To deal adequately with such an enormous question would exceed the humble scope of a blog entry here. Aside from such deeply disturbing actions as firebombing cities (including, of course, the use of atomic bombs) and acceding to/facilitating the mass transfer of populations, even a Pyrrhic victory such as the D-Day landing at Normandy is not, alas, free from stain. As a recent article by Kevin Myers in the Torygraph notes (login required),

"Nor were casualties in any way confined to military personnel. At least 20,000 Norman civilians were killed and over 100,000 injured by Allied bombing. Thousands died in the course of a single night raid by the RAF on Le Havre, and thousands more in a comparable attack by the USAAF on St Lo during market day.

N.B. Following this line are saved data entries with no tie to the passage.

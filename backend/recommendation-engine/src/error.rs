//! Error types for the recommendation engine

use crate::models::{ItemId, UserId};
use std::time::Duration;
use thiserror::Error;

pub type Result<T> = std::result::Result<T, EngineError>;

/// Engine errors
#[derive(Error, Debug)]
pub enum EngineError {
    /// No ratings exist for this user
    #[error("Unknown user: {0}")]
    UnknownUser(UserId),

    /// Item is not part of the catalog
    #[error("Unknown item: {0}")]
    UnknownItem(ItemId),

    /// Rating to remove or edit does not exist
    #[error("Rating does not exist: user {user_id}, item {item_id}")]
    UnknownRating { user_id: UserId, item_id: ItemId },

    /// Caller broke a precondition of the engine
    #[error("Invariant violation: {0}")]
    InvariantViolation(String),

    /// Input the algorithms cannot produce a meaningful answer for
    #[error("Degenerate input: {0}")]
    Degenerate(#[from] DegenerateInput),

    /// Clustering hit the configured iteration cap
    #[error("Clustering did not converge within {iterations} iterations")]
    ConvergenceLimit { iterations: usize },

    /// Clustering ran past its deadline
    #[error("Clustering deadline exceeded after {0:?}")]
    DeadlineExceeded(Duration),

    /// Clustering was cancelled by the caller
    #[error("Clustering cancelled after {iterations} iterations")]
    Cancelled { iterations: usize },

    /// Configuration error
    #[error("Configuration error: {0}")]
    Config(String),

    /// Environment variables could not be deserialized
    #[error("Environment error: {0}")]
    Env(#[from] envy::Error),

    /// Blocking worker panicked or was aborted
    #[error("Background job failed: {0}")]
    BackgroundJob(String),
}

/// Inputs that are well-formed but leave an algorithm without an answer
#[derive(Error, Debug, Clone, PartialEq)]
pub enum DegenerateInput {
    #[error("only {found} of {requested} users qualify as initial centroids")]
    InsufficientSeeds { requested: usize, found: usize },

    #[error("cluster {cluster} lost all members in iteration {iteration}")]
    EmptyCluster { cluster: usize, iteration: usize },

    #[error("ideal DCG is zero, NDCG is undefined")]
    ZeroIdcg,

    #[error("catalog is empty")]
    EmptyCatalog,

    #[error("no evaluation query produced a defined NDCG")]
    NoScoredQueries,
}

impl EngineError {
    /// True for unknown user / item / rating lookups
    pub fn is_not_found(&self) -> bool {
        matches!(
            self,
            EngineError::UnknownUser(_)
                | EngineError::UnknownItem(_)
                | EngineError::UnknownRating { .. }
        )
    }
}
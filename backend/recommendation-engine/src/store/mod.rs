//! Collaborator interfaces the engine consumes.
//!
//! Ratings, the item catalog and the cluster cache are owned by the data-access
//! layer. The engine only sees these traits, so any persistence backend can sit
//! behind them. `memory` provides process-local implementations.

pub mod memory;

use crate::error::Result;
use crate::models::{ClusterKey, ClusterSnapshot, Item, ItemId, ItemScores, Rating, UserId};
use std::collections::{BTreeMap, BTreeSet};
use std::sync::Arc;

pub use memory::{CacheStats, InMemoryCatalog, InMemoryClusterCache, InMemoryRatingStore};

/// All (user, item, score) observations known to the system
pub trait RatingStore: Send + Sync {
    fn all_user_ids(&self) -> BTreeSet<UserId>;

    /// Fails with `UnknownUser` when the user has no ratings
    fn ratings_for_user(&self, user_id: UserId) -> Result<Vec<Rating>>;

    fn ratings_for_item(&self, item_id: ItemId) -> Vec<Rating>;

    /// Every user's ratings keyed by user
    fn ratings_by_user(&self) -> BTreeMap<UserId, ItemScores>;

    fn rating_count(&self) -> usize;

    /// 5, 10 or 100, inferred from observed scores
    fn max_rating_scale(&self) -> f32;

    /// Write counter, bumped by every insert, edit or removal
    fn generation(&self) -> u64;
}

/// Item catalog in load order
pub trait Catalog: Send + Sync {
    fn all_items(&self) -> Vec<Item>;

    /// Fails with `UnknownItem` when absent
    fn item(&self, item_id: ItemId) -> Result<Item>;

    fn len(&self) -> usize;

    fn is_empty(&self) -> bool {
        self.len() == 0
    }
}

/// Previously computed clusterings keyed by (K, dataset size)
pub trait ClusterCache: Send + Sync {
    /// Returns the snapshot only if present and not dirty
    fn load(&self, key: ClusterKey) -> Option<Arc<ClusterSnapshot>>;

    /// Stores a clean snapshot under `snapshot.key`
    fn save(&self, snapshot: Arc<ClusterSnapshot>);

    /// Called whenever a rating enters the system
    fn mark_dirty(&self);
}
//! # SlateKV
//!
//! A compact, immutable, on-disk key/value archive optimized for random
//! lookup by key and prefix scans:
//! - Write-once batch or progressive serialization
//! - Trailer-first bootstrap: the layout is self-describing from its tail
//! - Lookups via positioned reads only — no in-memory index
//! - Hardened against malformed input (bounded, overflow-checked decoding)
//!
//! ## Architecture Overview
//!
//! ```text
//! ┌─────────────────────────────────────────────────────────────┐
//! │                     Writer (batch / progressive)             │
//! │        values → sorted index → position table → count        │
//! └─────────────────────┬───────────────────────────────────────┘
//!                       │  one immutable byte stream
//! ┌─────────────────────▼───────────────────────────────────────┐
//! │                        Reader                                │
//! │      trailer bootstrap → binary search → value access        │
//! └─────────────────────┬───────────────────────────────────────┘
//!                       │  positioned reads (ReadAt)
//!               ┌───────▼────────┐
//!               │ File / slice / │
//!               │ cursor source  │
//!               └────────────────┘
//! ```
//!
//! ## Example
//!
//! ```
//! use slatekv::{write, Reader};
//!
//! # fn main() -> slatekv::Result<()> {
//! let keys = vec![b"a".to_vec(), b"b".to_vec()];
//! let mut archive = Vec::new();
//! write(&mut archive, &keys, |out, key| {
//!     use std::io::Write;
//!     out.write_all(key)?;
//!     out.write_all(b"-value")?;
//!     Ok(key.len() as u64 + 6)
//! })?;
//!
//! let reader = Reader::new(archive.as_slice(), archive.len() as u64)?;
//! assert_eq!(reader.get(b"a")?, Some(b"a-value".to_vec()));
//! assert_eq!(reader.get(b"missing")?, None);
//! # Ok(())
//! # }
//! ```

// =============================================================================
// Module Declarations
// =============================================================================

pub mod error;
pub mod config;

pub mod io;
pub mod wire;
pub mod archive;

// =============================================================================
// Public API Re-exports
// =============================================================================

pub use error::{Result, SlateError};
pub use config::Limits;
pub use io::ReadAt;
pub use wire::IndexEntry;
pub use archive::{write, write_index, write_with_iterator, Reader, SearchResult, Writer};

// =============================================================================
// Version Info
// =============================================================================

/// Current version of SlateKV
pub const VERSION: &str = env!("CARGO_PKG_VERSION");
//! Archive Module
//!
//! Immutable on-disk key/value archive, self-describing from its tail.
//!
//! ## File Format
//! ```text
//! ┌──────────────────────────────────────────────────────────────┐
//! │ Values (variable)                                            │
//! │   value_0 | value_1 | ... | value_{N-1}                      │
//! │   (opaque bytes, stored in write order)                      │
//! ├──────────────────────────────────────────────────────────────┤
//! │ Index (variable, sorted by key)                              │
//! │   entry_i_bytes | varint(len(entry_i_bytes))                 │
//! │   ... repeated for each entry ...                            │
//! │   (entry_i_bytes is the IndexEntry wire encoding)            │
//! ├──────────────────────────────────────────────────────────────┤
//! │ Position Table (8 * N bytes)                                 │
//! │   u64 LE offset of entry_i's framing varint, for each i      │
//! ├──────────────────────────────────────────────────────────────┤
//! │ Trailer (8 bytes)                                            │
//! │   EntryCount: u64 LE                                         │
//! └──────────────────────────────────────────────────────────────┘
//! ```
//!
//! A reader bootstraps backwards: the trailing 8 bytes give the entry
//! count, which locates the position table, whose first slot locates the
//! first entry's framing varint, which in turn locates the start of the
//! index. Lookups then need two positioned reads per index probe (one
//! table slot, one framed entry) and never load the file into memory.
//!
//! An empty archive is either zero bytes or the 8-byte zero count; the
//! writer emits the latter, the reader accepts both.

mod progressive;
mod reader;
mod writer;

pub use progressive::Writer;
pub use reader::{Reader, SearchResult};
pub use writer::{write, write_index, write_with_iterator};

// =============================================================================
// Shared Constants (used by reader and writers)
// =============================================================================

/// Trailer size: the u64 entry count terminating every non-empty archive.
pub(crate) const TRAILER_SIZE: u64 = 8;

/// Width of one position-table slot.
pub(crate) const POSITION_SLOT_SIZE: u64 = 8;

/// Scratch buffer size for streaming a value out of the archive.
pub(crate) const READ_COPY_BUF: usize = 2048;

/// Scratch buffer size for draining a value reader into the archive.
pub(crate) const WRITE_COPY_BUF: usize = 32 * 1024;
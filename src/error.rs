//! Error types for SlateKV
//!
//! Provides a unified error type for all operations.

use thiserror::Error;

/// Result type alias using SlateError
pub type Result<T> = std::result::Result<T, SlateError>;

/// Unified error type for SlateKV operations
#[derive(Debug, Error)]
pub enum SlateError {
    // -------------------------------------------------------------------------
    // I/O Errors
    // -------------------------------------------------------------------------
    #[error("IO error: {0}")]
    Io(#[from] std::io::Error),

    // -------------------------------------------------------------------------
    // Archive Structure Errors
    // -------------------------------------------------------------------------
    /// The file is non-empty but its trailer cannot describe a valid index.
    #[error("unreadable trailer: {reason} (file size {file_size})")]
    TrailerUnreadable { file_size: u64, reason: String },

    /// An index entry is malformed or violates a cross-reference invariant.
    #[error("invalid index entry at offset {offset}: {reason}")]
    InvalidIndexEntry { offset: u64, reason: String },

    /// A declared value length exceeds the configured limit or overruns the index.
    #[error("invalid value size {size}: {reason}")]
    InvalidValueSize { size: u64, reason: String },

    /// An entry index at or past the entry count was requested.
    #[error("index entry {index} out of bounds (entry count {count})")]
    OutOfBounds { index: u64, count: u64 },

    // -------------------------------------------------------------------------
    // Writer Errors
    // -------------------------------------------------------------------------
    #[error("duplicate key while writing index: {}", String::from_utf8_lossy(.key))]
    DuplicateKey { key: Vec<u8> },

    #[error("key arrived out of sorted order: {}", String::from_utf8_lossy(.key))]
    KeysNotSorted { key: Vec<u8> },

    #[error("operation on a closed writer")]
    WriterClosed,

    // -------------------------------------------------------------------------
    // Arithmetic Errors
    // -------------------------------------------------------------------------
    /// Offset or size arithmetic left the 64-bit range.
    #[error("64-bit overflow while {context}")]
    ArithmeticOverflow { context: &'static str },
}
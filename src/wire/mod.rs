//! Wire encoding layer
//!
//! Byte-level codecs shared by the reader and writer: unsigned varints and
//! the protobuf-compatible [`IndexEntry`] record. Everything here operates
//! on in-memory buffers; file positioning lives in the archive layer.

pub mod varint;

mod entry;

pub use entry::IndexEntry;
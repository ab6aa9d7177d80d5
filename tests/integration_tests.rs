//! Integration tests for SlateKV
//!
//! End-to-end scenarios spanning writer, reader, search, and scans. The
//! focused tests live in dedicated files:
//! - Codec tests: tests/codec_tests.rs
//! - Reader tests: tests/reader_tests.rs
//! - Writer tests: tests/writer_tests.rs
//! - Property tests: tests/prop_tests.rs

use std::io::Write;

use slatekv::{write, Reader, SearchResult, SlateError, Writer};

// =============================================================================
// Helper Functions
// =============================================================================

fn found(result: SearchResult) -> (Vec<u8>, u64) {
    match result {
        SearchResult::Found { entry, index } => (entry.key().to_vec(), index),
        SearchResult::NotFound { insert_index } => {
            panic!("expected a match, got insertion index {insert_index}")
        }
    }
}

fn not_found(result: SearchResult) -> u64 {
    match result {
        SearchResult::NotFound { insert_index } => insert_index,
        SearchResult::Found { entry, index } => panic!(
            "expected no match, found {:?} at {index}",
            String::from_utf8_lossy(entry.key())
        ),
    }
}

fn test_store() -> Vec<u8> {
    let keys = vec![b"test-1".to_vec(), b"test-2".to_vec(), b"test-3".to_vec()];
    let values: [&[u8]; 3] = [b"val-1", b"val-2", b"val-3"];
    let mut archive = Vec::new();
    let mut index = 0;
    write(&mut archive, &keys, |out, _key| {
        out.write_all(values[index])?;
        index += 1;
        Ok(values[index - 1].len() as u64)
    })
    .unwrap();
    archive
}

// =============================================================================
// Basic Store Round-Trip
// =============================================================================

#[test]
fn test_kv_store() {
    let archive = test_store();
    let reader = Reader::new(archive.as_slice(), archive.len() as u64).unwrap();
    assert_eq!(reader.len(), 3);

    assert!(reader.contains(b"test-1").unwrap());
    assert!(!reader.contains(b"does-not-exist").unwrap());

    for i in 1..=3u8 {
        let key = format!("test-{i}");
        let value = reader.get(key.as_bytes()).unwrap();
        assert_eq!(
            value.as_deref(),
            Some(format!("val-{i}").as_bytes()),
            "value mismatch for {key}"
        );
    }
    assert_eq!(reader.get(b"does-not-exist").unwrap(), None);
}

#[test]
fn test_exact_search_insertion_points() {
    let archive = test_store();
    let reader = Reader::new(archive.as_slice(), archive.len() as u64).unwrap();

    let (key, index) = found(reader.search(b"test-2").unwrap());
    assert_eq!((key.as_slice(), index), (&b"test-2"[..], 1));

    assert_eq!(not_found(reader.search(b"aaa").unwrap()), 0);
    assert_eq!(not_found(reader.search(b"test-11").unwrap()), 1);
    assert_eq!(not_found(reader.search(b"zzz").unwrap()), 3);
}

// =============================================================================
// Prefix Search Boundaries
// =============================================================================

#[test]
fn test_prefix_search_bounds() {
    let archive = test_store();
    let reader = Reader::new(archive.as_slice(), archive.len() as u64).unwrap();

    let (key, index) = found(reader.search_prefix(b"test-", false).unwrap());
    assert_eq!((key.as_slice(), index), (&b"test-1"[..], 0));

    let (key, index) = found(reader.search_prefix(b"test-", true).unwrap());
    assert_eq!((key.as_slice(), index), (&b"test-3"[..], 2));

    // a key equal to the prefix counts as a match
    let (key, _) = found(reader.search_prefix(b"test-2", false).unwrap());
    assert_eq!(key, b"test-2");

    assert_eq!(not_found(reader.search_prefix(b"test-2b", false).unwrap()), 2);
    assert_eq!(not_found(reader.search_prefix(b"test-2b", true).unwrap()), 2);

    // '.' is the next byte after '-'
    assert_eq!(not_found(reader.search_prefix(b"test.", false).unwrap()), 3);
    assert_eq!(not_found(reader.search_prefix(b"test.", true).unwrap()), 3);

    assert_eq!(not_found(reader.search_prefix(b"test-1b", false).unwrap()), 1);

    // the empty prefix selects the ends of the archive
    let (key, index) = found(reader.search_prefix(b"", false).unwrap());
    assert_eq!((key.as_slice(), index), (&b"test-1"[..], 0));
    let (key, index) = found(reader.search_prefix(b"", true).unwrap());
    assert_eq!((key.as_slice(), index), (&b"test-3"[..], 2));
}

// =============================================================================
// Prefix Scans
// =============================================================================

#[test]
fn test_scan_prefix_visits_matches_in_order() {
    let archive = test_store();
    let reader = Reader::new(archive.as_slice(), archive.len() as u64).unwrap();

    let mut seen = Vec::new();
    reader
        .scan_prefix(b"test-", |key, value| {
            seen.push((key.to_vec(), value.to_vec()));
            Ok(())
        })
        .unwrap();
    assert_eq!(
        seen,
        vec![
            (b"test-1".to_vec(), b"val-1".to_vec()),
            (b"test-2".to_vec(), b"val-2".to_vec()),
            (b"test-3".to_vec(), b"val-3".to_vec()),
        ]
    );

    let mut keys = Vec::new();
    reader
        .scan_prefix_keys(b"test-2", |key| {
            keys.push(key.to_vec());
            Ok(())
        })
        .unwrap();
    assert_eq!(keys, vec![b"test-2".to_vec()]);

    // no matches, no callbacks
    reader
        .scan_prefix(b"nothing", |_, _| panic!("callback must not run"))
        .unwrap();
}

#[test]
fn test_scan_prefix_callback_error_propagates() {
    let archive = test_store();
    let reader = Reader::new(archive.as_slice(), archive.len() as u64).unwrap();

    let mut calls = 0;
    let result = reader.scan_prefix_keys(b"test-", |_| {
        calls += 1;
        Err(SlateError::WriterClosed) // any error will do
    });
    assert!(matches!(result, Err(SlateError::WriterClosed)));
    assert_eq!(calls, 1, "scan must abort on the first callback error");
}

// =============================================================================
// Streaming and Size Queries
// =============================================================================

#[test]
fn test_read_to_and_value_size() {
    let archive = test_store();
    let reader = Reader::new(archive.as_slice(), archive.len() as u64).unwrap();

    let mut sink = Vec::new();
    let copied = reader.read_to(b"test-2", &mut sink).unwrap();
    assert_eq!(copied, Some(5));
    assert_eq!(sink, b"val-2");

    let mut sink = Vec::new();
    assert_eq!(reader.read_to(b"missing", &mut sink).unwrap(), None);
    assert!(sink.is_empty());

    assert_eq!(reader.value_size(b"test-1").unwrap(), Some(5));
    assert_eq!(reader.value_size(b"missing").unwrap(), None);
}

#[test]
fn test_read_to_spans_scratch_buffer() {
    // a value much larger than the 2 KiB streaming buffer
    let value = (0..100_000u32).flat_map(|i| i.to_le_bytes()).collect::<Vec<u8>>();
    let keys = vec![b"blob".to_vec()];
    let mut archive = Vec::new();
    write(&mut archive, &keys, |out, _| {
        out.write_all(&value)?;
        Ok(value.len() as u64)
    })
    .unwrap();

    let reader = Reader::new(archive.as_slice(), archive.len() as u64).unwrap();
    let mut sink = Vec::new();
    let copied = reader.read_to(b"blob", &mut sink).unwrap();
    assert_eq!(copied, Some(value.len() as u64));
    assert_eq!(sink, value);
}

// =============================================================================
// Empty Archive
// =============================================================================

#[test]
fn test_empty_archive_end_to_end() {
    let mut archive = Vec::new();
    write(&mut archive, &[], |_, _: &[u8]| Ok(0)).unwrap();

    let reader = Reader::new(archive.as_slice(), archive.len() as u64).unwrap();
    assert_eq!(reader.len(), 0);
    assert!(matches!(
        reader.read_index_entry(0),
        Err(SlateError::OutOfBounds { .. })
    ));
    assert!(!reader.contains(b"x").unwrap());
    reader
        .scan_prefix(b"", |_, _| panic!("no entries to visit"))
        .unwrap();
}

// =============================================================================
// Progressive Writer End-to-End
// =============================================================================

#[test]
fn test_progressive_roundtrip_through_file() {
    let dir = tempfile::tempdir().unwrap();
    let path = dir.path().join("progressive.slate");

    {
        let file = std::fs::File::create(&path).unwrap();
        let writer = Writer::new(file);
        // deliberately out of key order
        writer.write_value(b"orange", &mut &b"fruit"[..]).unwrap();
        writer.write_value(b"apple", &mut &b"also fruit"[..]).unwrap();
        writer.write_value(b"zebra", &mut &b"animal"[..]).unwrap();
        writer.close().unwrap();
    }

    let reader = Reader::open(&path).unwrap();
    assert_eq!(reader.len(), 3);
    assert_eq!(reader.get(b"apple").unwrap().unwrap(), b"also fruit");
    assert_eq!(reader.get(b"orange").unwrap().unwrap(), b"fruit");
    assert_eq!(reader.get(b"zebra").unwrap().unwrap(), b"animal");

    let keys: Vec<Vec<u8>> = (0..reader.len())
        .map(|i| reader.read_index_entry(i).unwrap().key().to_vec())
        .collect();
    assert_eq!(keys, vec![b"apple".to_vec(), b"orange".to_vec(), b"zebra".to_vec()]);
}

// =============================================================================
// Larger Archive Through a File
// =============================================================================

#[test]
fn test_many_entries_through_file() {
    let dir = tempfile::tempdir().unwrap();
    let path = dir.path().join("many.slate");

    let keys: Vec<Vec<u8>> = (0..1000)
        .map(|i| format!("key{i:05}").into_bytes())
        .collect();
    {
        let mut file = std::fs::File::create(&path).unwrap();
        write(&mut file, &keys, |out, key| {
            let value = format!("value{}", String::from_utf8_lossy(&key[3..]));
            out.write_all(value.as_bytes())?;
            Ok(value.len() as u64)
        })
        .unwrap();
    }

    let reader = Reader::open(&path).unwrap();
    assert_eq!(reader.len(), 1000);

    // spot checks at various positions
    for i in [0, 250, 500, 750, 999] {
        let key = format!("key{i:05}");
        let expected = format!("value{i:05}");
        assert_eq!(
            reader.get(key.as_bytes()).unwrap().unwrap(),
            expected.as_bytes()
        );
    }

    // a prefix scan covers exactly one decade
    let mut seen = 0;
    reader
        .scan_prefix_keys(b"key0042", |key| {
            assert!(key.starts_with(b"key0042"));
            seen += 1;
            Ok(())
        })
        .unwrap();
    assert_eq!(seen, 10);
}
//! Error types for formflow-source.

use std::path::PathBuf;

use thiserror::Error;

use formflow_core::PrefsError;

/// All errors that can arise from source provider operations.
#[derive(Debug, Error)]
pub enum SourceError {
    /// The endpoint could not be reached or answered with something other
    /// than a usable form listing.
    #[error("endpoint unavailable at {url}: {reason}")]
    EndpointUnavailable { url: String, reason: String },

    /// A persisted configuration record is missing a required key.
    #[error("stored source configuration is missing key '{key}'")]
    IncompleteConfiguration { key: &'static str },

    /// A persisted configuration record names a kind this build does not know.
    #[error("unknown source kind '{kind}'")]
    UnknownKind { kind: String },

    /// An error from the preference store.
    #[error("preference store error: {0}")]
    Prefs(#[from] PrefsError),

    /// An I/O error while scanning a local source directory.
    #[error("I/O error at {path}: {source}")]
    Io {
        path: PathBuf,
        #[source]
        source: std::io::Error,
    },
}

/// Convenience constructor for [`SourceError::Io`].
pub(crate) fn io_err(path: impl Into<PathBuf>, source: std::io::Error) -> SourceError {
    SourceError::Io {
        path: path.into(),
        source,
    }
}

/// Convenience constructor for [`SourceError::EndpointUnavailable`].
pub(crate) fn unavailable(url: impl Into<String>, reason: impl ToString) -> SourceError {
    SourceError::EndpointUnavailable {
        url: url.into(),
        reason: reason.to_string(),
    }
}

About 120,000 buildings in Normandy, including vast numbers of precious medieval structures, were totally destroyed during the invasion, and many towns and villages rendered uninhabitable for years. War caused a vast army of refugees to flee across France, and when they returned, their homes were gone.

"Moreover, rape by Allied soldiers was rather more common than is comfortable to admit. Young men at war can be dangerous creatures, no matter how honourable their cause. So Normandy did not savour liberation so much as pay an almost unbearable price for it, one that left the region deeply traumatised for decades to come. Military acts of liberation invariably involve dreadful moral compromises, and can come at a terrible personal price for the liberated, as events in Iraq in the past year have testified."

My point isn't any simplistic "revisionist" one, arguing for some kind of (crude) moral equivalence between the Allies and the Axis Powers; there's bad, and there's (far, far) worse. But it has to be acknowledged that a cause which was broadly "just" was besmirched by actions of, to say the least, very questionable moral character. Yet "we" still revere the war, and are rightly glad that our side prevailed.

What I mean to say is this: it's a basic principle of explanation that what is common to two things cannot explain what is different about one of them. If both an in-the-main just(ified) war, such as World War II, and a more controversial one such as the one at present in Iraq can exhibit shameful behavior by its participants, then - to the extent that there's an isomorphism between the misdeeds in both cases - that behavior cannot render one unjust yet not shake our esteem of the other. (Incessant argument might be set off here in comparing what was at stake in the two conflicts, and how the greater desperation of World War II counter-balanced its misdeeds in a way which is lacking in Iraq). To make the matter simpler, and more stark: that civilians have been killed in the recent war doesn't eo ipso entail that the war is unjust; because, regrettably, non-combatants have always been killed in war, the putatively just and unjust ones alike. Those who try to reason from such facts and behavior to the injustice of the war in/for Iraq are riding a bike with training wheels: they're making the task far too easy for themselves.

But still we're left, I'd say, with the troubling moral ambiguity of war and its conduct, even by the "good guys." The truth might be closer to Augustine's view in Civitas Dei, in which the gulf between the earthly city and its divine counterpart can never really be closed. Or, as a secular writer once put it, "war usually doesn't involve a clash of right with wrong, but of wrong with greater wrong." To my mind, this insight is the proverbial thin end of the wedge which undoes Chomsky-style Leftism - a creed which has no feel for the apparently tragic character of existence, in which even the most admirable moral agents can hardly avoid incurring guilt.